Next, the object we pass to the .x
function of the map
function replaces the entire i in seq_along(object)
pattern that is passed to the for loop. Again, if the object passed to the .x
argument is a vector, then map
will apply the function passed to the .f
argument to each element of the vector. If the object passed to the .x
argument is a data frame, then map
will apply the function passed to the .f
argument to each column of the data frame.
Finally, the function passed to the .f
argument can replace the rest of the “stuff” going on in the for loop body. We can pass a single function (e.g., mean) to the .f
argument as we did above. However, we can also pass anonymous functions to the .f
argument. We pass anonymous functions to the .f
function in basically the exact same way passed anonymous functions to the .fns
argument of the across()
function in the chapter on column-wise operations. And, yes, we can also write our anonymous functions using purrr-style lambdas. In fact, the purrr-style lambda syntax is called the purrr-style lambda syntax because it was first created for the purrr
package and later adopted by dplyr::across()
. I bet that name makes a lot more sense than it did a couple of chapters ago!
That pretty much covers the basics of using the purrr::map
functions. If you’ve been reading this book in sequence, there won’t really be any conceptually new material in this chapter. We’re basically going to do the same things we’ve been doing for the last couple of chapters. We’ll just be using a slightly different (and perhaps preferable) syntax. If you haven’t been reading the book in sequence, you might want to read the chapters on writing functions, column-wise operations, and writing for loops to get the most of the examples below.
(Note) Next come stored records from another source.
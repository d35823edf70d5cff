//! Download executor: drives one download through the external engine.
//!
//! - [`engine`] - Contract with the download engine
//! - [`monitor`] - Contract with the page inspector (monitoring context + readiness poll)
//! - [`path`] - Suggested path construction and segment sanitizing
//! - [`validation`] - Trusted-domain check for final download URLs
//!
//! An execution walks through these steps:
//! 1. Claim the executor (single flight, a second caller gets
//!    [`DownloadError::AlreadyInProgress`])
//! 2. Open a monitoring context and poll it until the link is ready or
//!    `ready_timeout` elapses
//! 3. Validate the final URL against the trusted domain
//! 4. Subscribe to engine updates, then submit
//! 5. Forward progress until the engine reports complete or interrupted
//!
//! The monitoring context is closed on every exit path.

pub mod engine;
pub mod monitor;
pub mod path;
pub mod validation;

#[allow(clippy::unwrap_used, clippy::expect_used)]
#[cfg(test)]
pub(crate) mod mocks;

pub use engine::{DownloadEngine, DownloadRequest, EngineState, EngineUpdate};
pub use monitor::{MonitorId, PageInspector, PageMetadata, ReadyCheck};
pub use path::{sanitize_segment, suggested_path};
pub use validation::validate_download_url;

use std::sync::{Arc, Mutex};
use std::time::Duration;

use tokio::sync::broadcast;
use tokio::sync::broadcast::error::RecvError;
use tokio::time::{Instant, MissedTickBehavior};
use tokio_util::sync::CancellationToken;

use crate::config::DownloadConfig;
use crate::error::{DownloadError, EngineError};
use crate::types::{DownloadResult, EngineDownloadId};

/// What to download
#[derive(Clone, Debug, PartialEq, Eq)]
pub struct DownloadTarget {
    /// Resolved download link (opened in the monitoring context)
    pub url: String,
    /// Artist, used for the suggested path when the page has no metadata
    pub artist: String,
    /// Title, used for the suggested path when the page has no metadata
    pub title: String,
}

/// Progress snapshot passed to the caller's callback
#[derive(Clone, Debug, PartialEq)]
pub struct TransferProgress {
    /// Engine download id
    pub engine_download_id: EngineDownloadId,
    /// Cumulative bytes received
    pub bytes_received: u64,
    /// Total size, 0 when unknown
    pub total_bytes: u64,
    /// Rounded percentage, 0 when the total is unknown
    pub percent_complete: u8,
    /// Average rate since submission, bytes per second
    pub rate: f64,
}

impl TransferProgress {
    fn from_update(update: &EngineUpdate, elapsed: Duration) -> Self {
        let secs = elapsed.as_secs_f64();
        let rate = if secs > 0.0 {
            update.bytes_received as f64 / secs
        } else {
            0.0
        };
        Self {
            engine_download_id: update.id,
            bytes_received: update.bytes_received,
            total_bytes: update.total_bytes,
            percent_complete: crate::job::percent_of(update.bytes_received, update.total_bytes),
            rate,
        }
    }
}

#[derive(Debug)]
struct ActiveDownload {
    cancel_token: CancellationToken,
    engine_id: Option<EngineDownloadId>,
}

type ActiveSlot = Arc<Mutex<Option<ActiveDownload>>>;

/// Clears the active slot when the execution ends, including when the
/// execution future is dropped mid-flight.
struct ActiveGuard {
    slot: ActiveSlot,
}

impl Drop for ActiveGuard {
    fn drop(&mut self) {
        if let Ok(mut slot) = self.slot.lock() {
            *slot = None;
        }
    }
}

/// Performs one external download at a time
#[derive(Clone)]
pub struct DownloadExecutor {
    engine: Arc<dyn DownloadEngine>,
    inspector: Arc<dyn PageInspector>,
    config: Arc<DownloadConfig>,
    active: ActiveSlot,
}

impl DownloadExecutor {
    /// Create an executor over the given collaborators
    pub fn new(
        engine: Arc<dyn DownloadEngine>,
        inspector: Arc<dyn PageInspector>,
        config: DownloadConfig,
    ) -> Self {
        Self {
            engine,
            inspector,
            config: Arc::new(config),
            active: Arc::new(Mutex::new(None)),
        }
    }

    /// Whether a download is in flight
    pub fn is_busy(&self) -> bool {
        self.active.lock().map(|slot| slot.is_some()).unwrap_or(false)
    }

    /// Engine id of the in-flight download, once submitted
    pub fn active_engine_id(&self) -> Option<EngineDownloadId> {
        self.active
            .lock()
            .ok()
            .and_then(|slot| slot.as_ref().and_then(|active| active.engine_id))
    }

    /// Cancel the in-flight download.
    ///
    /// The pending `execute` call stops polling, asks the engine to cancel,
    /// closes the monitoring context and returns [`DownloadError::Cancelled`].
    /// Returns whether anything was in flight.
    pub fn cancel(&self) -> bool {
        let Ok(slot) = self.active.lock() else {
            return false;
        };
        match slot.as_ref() {
            Some(active) => {
                tracing::debug!(engine_id = ?active.engine_id, "Cancelling in-flight download");
                active.cancel_token.cancel();
                true
            }
            None => false,
        }
    }

    fn claim(&self) -> Result<(ActiveGuard, CancellationToken), DownloadError> {
        let mut slot = self
            .active
            .lock()
            .map_err(|_| DownloadError::Monitor("executor state poisoned".to_string()))?;
        if slot.is_some() {
            return Err(DownloadError::AlreadyInProgress);
        }
        let token = CancellationToken::new();
        *slot = Some(ActiveDownload {
            cancel_token: token.clone(),
            engine_id: None,
        });
        Ok((
            ActiveGuard {
                slot: Arc::clone(&self.active),
            },
            token,
        ))
    }

    fn record_engine_id(&self, id: EngineDownloadId) {
        if let Ok(mut slot) = self.active.lock()
            && let Some(active) = slot.as_mut()
        {
            active.engine_id = Some(id);
        }
    }

    /// Run one download to completion.
    ///
    /// `on_progress` is called for every engine update concerning this
    /// download, including the final one.
    pub async fn execute<F>(
        &self,
        target: &DownloadTarget,
        mut on_progress: F,
    ) -> Result<DownloadResult, DownloadError>
    where
        F: FnMut(TransferProgress) + Send,
    {
        let (_guard, token) = self.claim()?;

        let monitor = self.inspector.open(&target.url).await?;
        tracing::debug!(monitor = %monitor, url = %target.url, "Monitoring context opened");

        let outcome = self
            .run_monitored(monitor, target, &token, &mut on_progress)
            .await;

        self.inspector.close(monitor).await;
        tracing::debug!(monitor = %monitor, "Monitoring context closed");

        outcome
    }

    async fn run_monitored<F>(
        &self,
        monitor: MonitorId,
        target: &DownloadTarget,
        token: &CancellationToken,
        on_progress: &mut F,
    ) -> Result<DownloadResult, DownloadError>
    where
        F: FnMut(TransferProgress) + Send,
    {
        let check = self.wait_until_ready(monitor, token).await?;

        let url = check.url.unwrap_or_else(|| target.url.clone());
        let url = validate_download_url(&url, &self.config.trusted_domain)?;

        let metadata = check.metadata.unwrap_or_default();
        let artist = metadata.artist.as_deref().unwrap_or(&target.artist);
        let title = metadata.title.as_deref().unwrap_or(&target.title);
        let request = DownloadRequest {
            url: url.to_string(),
            suggested_path: suggested_path(&self.config.download_folder, artist, title),
            save_as: false,
        };

        // Subscribe first: the engine may publish before submit returns
        let updates = self.engine.subscribe();
        if token.is_cancelled() {
            return Err(DownloadError::Cancelled);
        }

        let id = self.engine.submit(request.clone()).await?;
        self.record_engine_id(id);
        tracing::info!(
            engine_id = %id,
            suggested_path = %request.suggested_path,
            "Download submitted to engine"
        );

        if token.is_cancelled() {
            self.cancel_engine(id).await;
            return Err(DownloadError::Cancelled);
        }

        self.track(id, updates, token, on_progress).await
    }

    async fn wait_until_ready(
        &self,
        monitor: MonitorId,
        token: &CancellationToken,
    ) -> Result<ReadyCheck, DownloadError> {
        let started = Instant::now();
        let mut ticker = tokio::time::interval(self.config.ready_poll_interval);
        ticker.set_missed_tick_behavior(MissedTickBehavior::Delay);
        let deadline = tokio::time::sleep(self.config.ready_timeout);
        tokio::pin!(deadline);

        loop {
            tokio::select! {
                biased;
                _ = token.cancelled() => return Err(DownloadError::Cancelled),
                _ = &mut deadline => {
                    let waited_ms = started.elapsed().as_millis() as u64;
                    tracing::warn!(monitor = %monitor, waited_ms, "Download link never became ready");
                    return Err(DownloadError::PreparationTimeout { waited_ms });
                }
                _ = ticker.tick() => {
                    match self.inspector.check_ready(monitor).await {
                        Ok(check) if check.ready => return Ok(check),
                        Ok(_) => tracing::trace!(monitor = %monitor, "Download link not ready yet"),
                        // The page may still be loading; keep polling until the deadline
                        Err(e) => tracing::debug!(monitor = %monitor, error = %e, "Readiness poll failed"),
                    }
                }
            }
        }
    }

    async fn track<F>(
        &self,
        id: EngineDownloadId,
        mut updates: broadcast::Receiver<EngineUpdate>,
        token: &CancellationToken,
        on_progress: &mut F,
    ) -> Result<DownloadResult, DownloadError>
    where
        F: FnMut(TransferProgress) + Send,
    {
        let started = Instant::now();
        loop {
            let received = tokio::select! {
                biased;
                _ = token.cancelled() => {
                    self.cancel_engine(id).await;
                    return Err(DownloadError::Cancelled);
                }
                received = updates.recv() => received,
            };

            let update = match received {
                Ok(update) if update.id == id => update,
                Ok(_) => continue,
                Err(RecvError::Lagged(skipped)) => {
                    tracing::warn!(engine_id = %id, skipped, "Engine updates lagged");
                    continue;
                }
                Err(RecvError::Closed) => {
                    return Err(EngineError::Unavailable(
                        "engine notification stream closed".to_string(),
                    )
                    .into());
                }
            };

            match &update.state {
                EngineState::InProgress => {
                    on_progress(TransferProgress::from_update(&update, started.elapsed()));
                }
                EngineState::Complete => {
                    on_progress(TransferProgress::from_update(&update, started.elapsed()));
                    tracing::info!(engine_id = %id, filename = ?update.filename, "Engine download complete");
                    return Ok(DownloadResult {
                        engine_download_id: id,
                        filename: update.filename,
                    });
                }
                EngineState::Interrupted { reason } => {
                    tracing::warn!(engine_id = %id, reason = %reason, "Engine download interrupted");
                    return Err(DownloadError::Interrupted {
                        reason: reason.clone(),
                    });
                }
            }
        }
    }

    /// Best-effort engine cancel; a download the engine has not registered
    /// yet is not an error.
    async fn cancel_engine(&self, id: EngineDownloadId) {
        match self.engine.cancel(id).await {
            Ok(()) => tracing::debug!(engine_id = %id, "Engine download cancelled"),
            Err(EngineError::NotInProgress(_)) => {
                tracing::debug!(engine_id = %id, "Engine had no in-progress download to cancel")
            }
            Err(e) => tracing::warn!(engine_id = %id, error = %e, "Engine cancel failed"),
        }
    }
}
//! Contract with the external download engine.
//!
//! The engine owns the actual transfer: it writes the file, resolves name
//! conflicts, and reports progress through a broadcast stream of state
//! changes. The executor only submits, listens, and cancels.

use serde::{Deserialize, Serialize};
use tokio::sync::broadcast;

use crate::error::EngineError;
use crate::types::EngineDownloadId;

/// Submission handed to the engine: `{url, suggestedPath, saveAs: false}`
#[derive(Clone, Debug, PartialEq, Eq, Serialize, Deserialize)]
#[serde(rename_all = "camelCase")]
pub struct DownloadRequest {
    /// Validated download URL
    pub url: String,
    /// Sanitized relative path hint (`Folder/Artist/Title`)
    pub suggested_path: String,
    /// Whether the engine should prompt for a location (always false)
    pub save_as: bool,
}

/// Engine-side state of a download
#[derive(Clone, Debug, PartialEq, Eq, Serialize, Deserialize)]
#[serde(tag = "current", rename_all = "snake_case")]
pub enum EngineState {
    /// Bytes are flowing
    InProgress,
    /// Transfer finished and the file is in place
    Complete,
    /// Transfer stopped before finishing
    Interrupted {
        /// Engine-reported reason (e.g. `NETWORK_FAILED`)
        reason: String,
    },
}

/// State-change notification published by the engine
#[derive(Clone, Debug, PartialEq, Eq, Serialize, Deserialize)]
#[serde(rename_all = "camelCase")]
pub struct EngineUpdate {
    /// Which download changed
    pub id: EngineDownloadId,
    /// New state
    pub state: EngineState,
    /// Cumulative bytes received
    #[serde(default)]
    pub bytes_received: u64,
    /// Total size, 0 when unknown
    #[serde(default)]
    pub total_bytes: u64,
    /// Final filename, usually only present once complete
    #[serde(default, skip_serializing_if = "Option::is_none")]
    pub filename: Option<String>,
}

/// Abstraction over the external download engine, enabling testability.
#[async_trait::async_trait]
pub trait DownloadEngine: Send + Sync {
    /// Start a download and return the engine's identifier for it
    async fn submit(&self, request: DownloadRequest) -> Result<EngineDownloadId, EngineError>;

    /// Subscribe to state-change notifications for all downloads.
    ///
    /// The executor subscribes before submitting so no early update is missed.
    fn subscribe(&self) -> broadcast::Receiver<EngineUpdate>;

    /// Cancel a download.
    ///
    /// Returns [`EngineError::NotInProgress`] when the engine has not
    /// registered the download yet or already finished it.
    async fn cancel(&self, id: EngineDownloadId) -> Result<(), EngineError>;
}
37.2 Using purrr for data transfer
37.2.1 Example 1: Importing multiple sheets from an Excel workbook
In the chapter on writing functions we used a for loop to help us import data from an Excel workbook that was stored across multiple sheets. We will once again go through this example using the purrr
approach.
The simulated data contains some demographic information about three different cities: Houston, Atlanta, and Charlotte. In this scenario, we need to import each sheet, clean the data, and combine them into a single data frame in order to complete our analysis. First, we will load the readxl
package:
You may click here to download this file to your computer.
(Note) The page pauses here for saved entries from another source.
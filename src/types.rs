//! Core types for collection-dl

use chrono::{DateTime, Utc};
use serde::{Deserialize, Serialize};
use std::collections::BTreeMap;

use crate::error::ErrorKind;
use crate::job::{Job, JobStatus};

/// Unique identifier for a job (opaque string)
#[derive(Clone, Debug, PartialEq, Eq, PartialOrd, Ord, Hash, Serialize, Deserialize)]
#[serde(transparent)]
pub struct JobId(pub String);

impl JobId {
    /// Generate a fresh random identifier
    pub fn generate() -> Self {
        Self(uuid::Uuid::new_v4().to_string())
    }

    /// Borrow the inner string
    pub fn as_str(&self) -> &str {
        &self.0
    }
}

impl From<&str> for JobId {
    fn from(id: &str) -> Self {
        Self(id.to_string())
    }
}

impl From<String> for JobId {
    fn from(id: String) -> Self {
        Self(id)
    }
}

impl std::fmt::Display for JobId {
    fn fmt(&self, f: &mut std::fmt::Formatter<'_>) -> std::fmt::Result {
        f.write_str(&self.0)
    }
}

/// Identifier the external download engine assigns to a submitted download
#[derive(Clone, Copy, Debug, PartialEq, Eq, Hash, Serialize, Deserialize)]
#[serde(transparent)]
pub struct EngineDownloadId(pub i64);

impl std::fmt::Display for EngineDownloadId {
    fn fmt(&self, f: &mut std::fmt::Formatter<'_>) -> std::fmt::Result {
        write!(f, "{}", self.0)
    }
}

/// Queue priority (higher dequeues first)
pub type Priority = i32;

/// Caller-supplied description of one download unit
#[derive(Clone, Debug, Default, PartialEq, Eq, Serialize, Deserialize)]
#[serde(rename_all = "camelCase")]
pub struct Payload {
    /// Release title
    pub title: String,
    /// Artist name
    pub artist: String,
    /// Page the purchase was found on
    pub source_url: String,
    /// Direct download link, once resolved
    #[serde(default, skip_serializing_if = "Option::is_none")]
    pub download_url: Option<String>,
}

impl Payload {
    /// Build a payload without a resolved link
    pub fn new(
        title: impl Into<String>,
        artist: impl Into<String>,
        source_url: impl Into<String>,
    ) -> Self {
        Self {
            title: title.into(),
            artist: artist.into(),
            source_url: source_url.into(),
            download_url: None,
        }
    }

    /// Attach an already known download link
    pub fn with_download_url(mut self, url: impl Into<String>) -> Self {
        self.download_url = Some(url.into());
        self
    }
}

/// Successful download outcome
#[derive(Clone, Debug, PartialEq, Eq, Serialize, Deserialize)]
#[serde(rename_all = "camelCase")]
pub struct DownloadResult {
    /// Engine-side identifier of the finished download
    pub engine_download_id: EngineDownloadId,
    /// Final filename chosen by the engine, if it reported one
    #[serde(default)]
    pub filename: Option<String>,
}

/// Aggregate outcome counters
#[derive(Clone, Copy, Debug, Default, PartialEq, Eq, Serialize, Deserialize)]
pub struct Counters {
    /// Jobs finished successfully
    pub completed: u64,
    /// Failed attempts (cancellations are never counted)
    pub failed: u64,
}

/// Session record persisted next to the queue snapshot
#[derive(Clone, Debug, Default, PartialEq, Serialize, Deserialize)]
#[serde(rename_all = "camelCase", default)]
pub struct SessionRecord {
    /// Jobs finished successfully
    pub completed: u64,
    /// Failed attempts
    pub failed: u64,
    /// Whether a drain was in progress
    pub is_active: bool,
    /// Whether the user had paused
    pub is_paused: bool,
    /// Payloads submitted during this session
    pub payloads: Vec<Payload>,
    /// Failed jobs that were waiting for their backoff timer
    pub pending_retries: Vec<Job>,
}

impl SessionRecord {
    /// Counters held by this record
    pub fn counters(&self) -> Counters {
        Counters {
            completed: self.completed,
            failed: self.failed,
        }
    }
}

/// Queue statistics
#[derive(Clone, Debug, Default, PartialEq, Eq, Serialize, Deserialize)]
pub struct QueueStats {
    /// Number of queued items (excluding the current job)
    pub total: usize,
    /// Queued item count per priority
    pub by_priority: BTreeMap<Priority, usize>,
    /// Whether the queue is paused
    pub is_paused: bool,
    /// Whether a job is currently dequeued
    pub has_current_job: bool,
}

/// Summary of the job being downloaded right now
#[derive(Clone, Debug, PartialEq, Serialize, Deserialize)]
pub struct CurrentJobInfo {
    /// Job id
    pub id: JobId,
    /// Release title
    pub title: String,
    /// Artist name
    pub artist: String,
    /// Status tag
    pub status: JobStatus,
    /// Human-readable status line
    pub status_text: String,
    /// Percent complete (0-100)
    pub percent_complete: u8,
}

/// Point-in-time view of the orchestrator
#[derive(Clone, Debug, PartialEq, Serialize, Deserialize)]
pub struct SessionStatus {
    /// Outcome counters
    pub counters: Counters,
    /// Whether the session is draining
    pub is_active: bool,
    /// Whether the session is paused
    pub is_paused: bool,
    /// Queue statistics
    pub queue: QueueStats,
    /// Job in flight, if any
    pub current: Option<CurrentJobInfo>,
    /// Retries waiting for their backoff timer
    pub pending_retries: usize,
}

/// A job that left the system terminally, as recorded in history
#[derive(Clone, Debug, PartialEq, Eq, Serialize, Deserialize)]
pub struct HistoryEntry {
    /// Row id
    pub id: i64,
    /// Job id
    pub job_id: JobId,
    /// Release title
    pub title: String,
    /// Artist name
    pub artist: String,
    /// Page the purchase was found on
    pub source_url: String,
    /// Final status (completed, failed or cancelled)
    pub status: JobStatus,
    /// Last error message, for failed jobs
    pub error: Option<String>,
    /// Retries consumed
    pub retry_count: u32,
    /// Final filename, for completed jobs
    pub filename: Option<String>,
    /// When the job left the system
    pub finished_at: DateTime<Utc>,
}

/// Event emitted by the orchestrator
#[derive(Clone, Debug, PartialEq, Serialize, Deserialize)]
#[serde(tag = "type", rename_all = "snake_case")]
pub enum Event {
    /// Job accepted into the queue
    JobQueued {
        /// Job id
        id: JobId,
        /// Release title
        title: String,
        /// Priority it was queued at
        priority: Priority,
    },

    /// Job handed to the download executor
    JobStarted {
        /// Job id
        id: JobId,
    },

    /// Byte-level progress of the in-flight job
    JobProgress {
        /// Job id
        id: JobId,
        /// Bytes received so far
        bytes_received: u64,
        /// Total bytes, when known
        total_bytes: u64,
        /// Percent complete (0-100)
        percent_complete: u8,
    },

    /// Job finished successfully
    JobCompleted {
        /// Job id
        id: JobId,
        /// Final filename, if reported
        #[serde(skip_serializing_if = "Option::is_none")]
        filename: Option<String>,
    },

    /// Job failed
    JobFailed {
        /// Job id
        id: JobId,
        /// Failure kind
        kind: ErrorKind,
        /// Error message
        error: String,
        /// Whether a retry was scheduled
        will_retry: bool,
        /// Human-readable status ("Failed (will retry)" / "Failed")
        status_text: String,
    },

    /// Retry scheduled after backoff
    JobRetryScheduled {
        /// Job id
        id: JobId,
        /// Backoff before the retry is enqueued
        delay_ms: u64,
        /// Retry attempt number about to start
        attempt: u32,
    },

    /// In-flight job cancelled and put back in the queue
    JobCancelled {
        /// Job id
        id: JobId,
    },

    /// Job removed from the queue by the user
    JobRemoved {
        /// Job id
        id: JobId,
    },

    /// Queue drained, nothing left to do
    QueueEmpty,

    /// Session paused
    Paused,

    /// Session resumed
    Resumed,

    /// Session stopped and cleared
    Stopped,

    /// State restored from durable storage at startup
    Restored {
        /// Queued jobs after restore
        queued: usize,
        /// Whether the drain was resumed automatically
        resumed: bool,
    },

    /// Completed/failed counters changed
    CountersChanged {
        /// Jobs finished successfully
        completed: u64,
        /// Failed attempts
        failed: u64,
    },

    /// Orchestrator shut down
    Shutdown,
}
Then, we may import each sheet like this:
houston <- read_excel(
"data/city_ses.xlsx",
sheet = "Houston"
)
atlanta <- read_excel(
"data/city_ses.xlsx",
sheet = "Atlanta"
)
charlotte <- read_excel(
"data/city_ses.xlsx",
sheet = "Charlotte"
)
🚩In the code chunks above, we have essentially the same code copied more than twice. That’s a red flag that we should be thinking about removing unnecessary repetition from our code. So, our next step was to write a function to remove some of the unnecessary repetition:
import_cities <- function(sheet) {
df <- read_excel(
"data/city_ses.xlsx",
sheet = sheet
)
}
houston <- import_cities("Houston")
atlanta <- import_cities("Atlanta")
charlotte <- import_cities("Charlotte")
🚩However, that approach still has some repetition. So, we next learned how to use a for loop as an alternative approach:
path <- "data/city_ses.xlsx"
sheets <- excel_sheets(path)
for(i in seq_along(sheets)) {
new_nm <- tolower(sheets[[i]])
assign(new_nm, read_excel(path, sheet = sheets[[i]]))
}
That works just fine! However, we could alternatively use purrr::walk()
instead like this:
# Save the file path to an object so we don't have to type it repeatedly
# or hard-code it in.
path <- "data/city_ses.xlsx"
walk(
.x = excel_sheets(path),
.f = function(x) {
new_nm <- tolower(x)
assign(new_nm, read_excel(path, sheet = x), envir = .GlobalEnv)
}
)
## # A tibble: 5 × 4
## pid age sex ses_score
## <chr> <dbl> <chr> <dbl>
## 1 001 13 F 88
## 2 003 13 F 78
## 3 007 14 M 83
## 4 014 12 F 76
## 5 036 13 M 84
## # A tibble: 5 × 4
## id age gender ses_score
## <chr> <dbl> <chr> <dbl>
## 1 002 14 M 64
## 2 009 15 M 35
## 3 012 13 F 70
## 4 013 13 F 66
## 5 022 12 F 59
## # A tibble: 5 × 4
## pid age sex ses
## <chr> <dbl> <chr> <dbl>
## 1 004 13 F 84
## 2 011 14 M 66
## 3 018 12 M 92
## 4 023 12 M 89
## 5 030 13 F 83
👆Here’s what we did above:
We used the
walk()
function from thepurrr
package to import every sheet from an Excel workbook.First, we saved the path to the Excel workbook to a separate object. We didn’t have to do this. However, doing so prevented us from having to type out the full file path repeatedly in the rest of our code. Additionally, if the file path ever changed, we would only have to update it in one place.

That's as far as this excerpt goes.